Il s'agit de la première condamnation du genre pour des agences de presse, et elle est particulièrement lourde. L'Agence France Presse (AFP) et son partenaire Getty Images ont été condamnés solidairement à payer 1,2 million de dollars de dommages et intérêts au photographe haïtien Daniel Morel, dont les clichés du tremblement de terre d'Haïti en 2010 avaient été illégalement vendues par les deux agences, après avoir été diffusées sur Twitter.
Au moment du drame, les photos prises par Morel et diffusées sur Twitter via le service Twitpic avaient été pompées par un autre internaute, Lisandro Suero, qui s'était approprié le travail de Daniel Morel et avait proposé aux agences de presse d'acheter les images.
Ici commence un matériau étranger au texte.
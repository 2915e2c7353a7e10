//! SQLite task store for taskly.
//!
//! This crate owns the on-disk location of the task database, provisions its
//! schema on first use and exposes CRUD operations over task records.

pub mod connection;
pub mod migrations;
pub mod models;
pub mod schema;

use std::path::PathBuf;
use taskly_core::TaskId;

/// Result type for database operations.
pub type Result<T> = std::result::Result<T, Error>;

/// Error type for database operations.
#[derive(Debug, thiserror::Error)]
pub enum Error {
    #[error("could not determine data directory: no platform data directory or home directory")]
    NoDataDir,

    #[error("could not initialize data directory '{}': {source}", path.display())]
    DataDir {
        path: PathBuf,
        #[source]
        source: std::io::Error,
    },

    #[error("failed to open database '{}': {source}", path.display())]
    Open {
        path: PathBuf,
        #[source]
        source: rusqlite::Error,
    },

    #[error("Migration error: {message}")]
    Migration { message: String },

    #[error("database is not open")]
    NotOpen,

    #[error("task with ID {id} not found for {operation}")]
    NotFound { operation: &'static str, id: TaskId },

    #[error(transparent)]
    Validation(#[from] taskly_core::Error),

    #[error("{operation} failed: {source}")]
    Database {
        operation: String,
        #[source]
        source: rusqlite::Error,
    },
}

impl Error {
    /// Create a new migration error.
    pub fn migration<S: Into<String>>(message: S) -> Self {
        Self::Migration {
            message: message.into(),
        }
    }

    /// Create a not-found error for the given operation.
    pub fn not_found(operation: &'static str, id: TaskId) -> Self {
        Self::NotFound { operation, id }
    }

    /// Wrap a storage error with the operation it happened in.
    pub fn database<S: Into<String>>(operation: S, source: rusqlite::Error) -> Self {
        Self::Database {
            operation: operation.into(),
            source,
        }
    }

    /// Whether the error means the referenced task does not exist.
    pub fn is_not_found(&self) -> bool {
        matches!(self, Self::NotFound { .. })
    }
}

/// Database connection and management.
pub use connection::{ensure_data_dir, resolve_data_dir, Database, BUSY_TIMEOUT, HOME_ENV};

/// Task persistence operations.
pub use models::{TaskStore, TaskUpdate};

/// Schema definitions and constants.
pub use schema::*;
C'est ce qu'avait fait l'AFP, qui avait envoyé les clichés acquis à son partenaire exclusif Getty Images, chargé de vendre des licences d'exploitation aux médias du monde entier. Sous les images ainsi diffusées figurait le crédit "AFP/Getty/Lisandro Suero".
Mais dans son procès, remporté en début d'année, Daniel Morel avait convaincu le tribunal de New York que l'AFP ne pouvait pas ignorer que Lisandro Suero n'était pas l'auteur des photos, puisque l'agence aurait tenté de contacter Morel lorsque les premières images — rarissimes dans les minutes ayant suivi l'événement — sont apparues sur Twitter. C'est uniquement lorsqu'elle a vu qu'elle n'arrivait pas à contacter le vrai auteur des photos, privé de moyens de communication sous les effets de la catastrophe, qu'elle se serait rabattue sur le contrefacteur en faisant le pari douteux qu'elle plaiderait plus tard sa bonne foi. Raté.
Trois ans après les faits, un jury fédéral américain a condamné l'AFP et Getty Images à la peine maximale permise par la loi, tandis que des journaux qui avaient acheté les clichés ont préféré le cas à l'amiable, pour des sommes inconnues. Lors du procès, selon l'agence Reuters, l'avocat de l'AFP aurait demandé au jury de ne pas faire de Morel "le photographe de presse le mieux payé au monde".
Estimant (à tort) que la publication des photos sur Twitter en faisait des clichés publics libre d'exploitation, l'AFP avait été jusqu'à poursuivre Morel en justice pour que son prétendu droit soit reconnu, ce qui n'a certainement pas aidé le jury à faire preuve de compréhension à l'égard de l'agence de presse.
Sauf erreur de notre part, alors qu'il est à l'auteur de l'arnaque, Lisandro Suero n'a pas été poursuivi.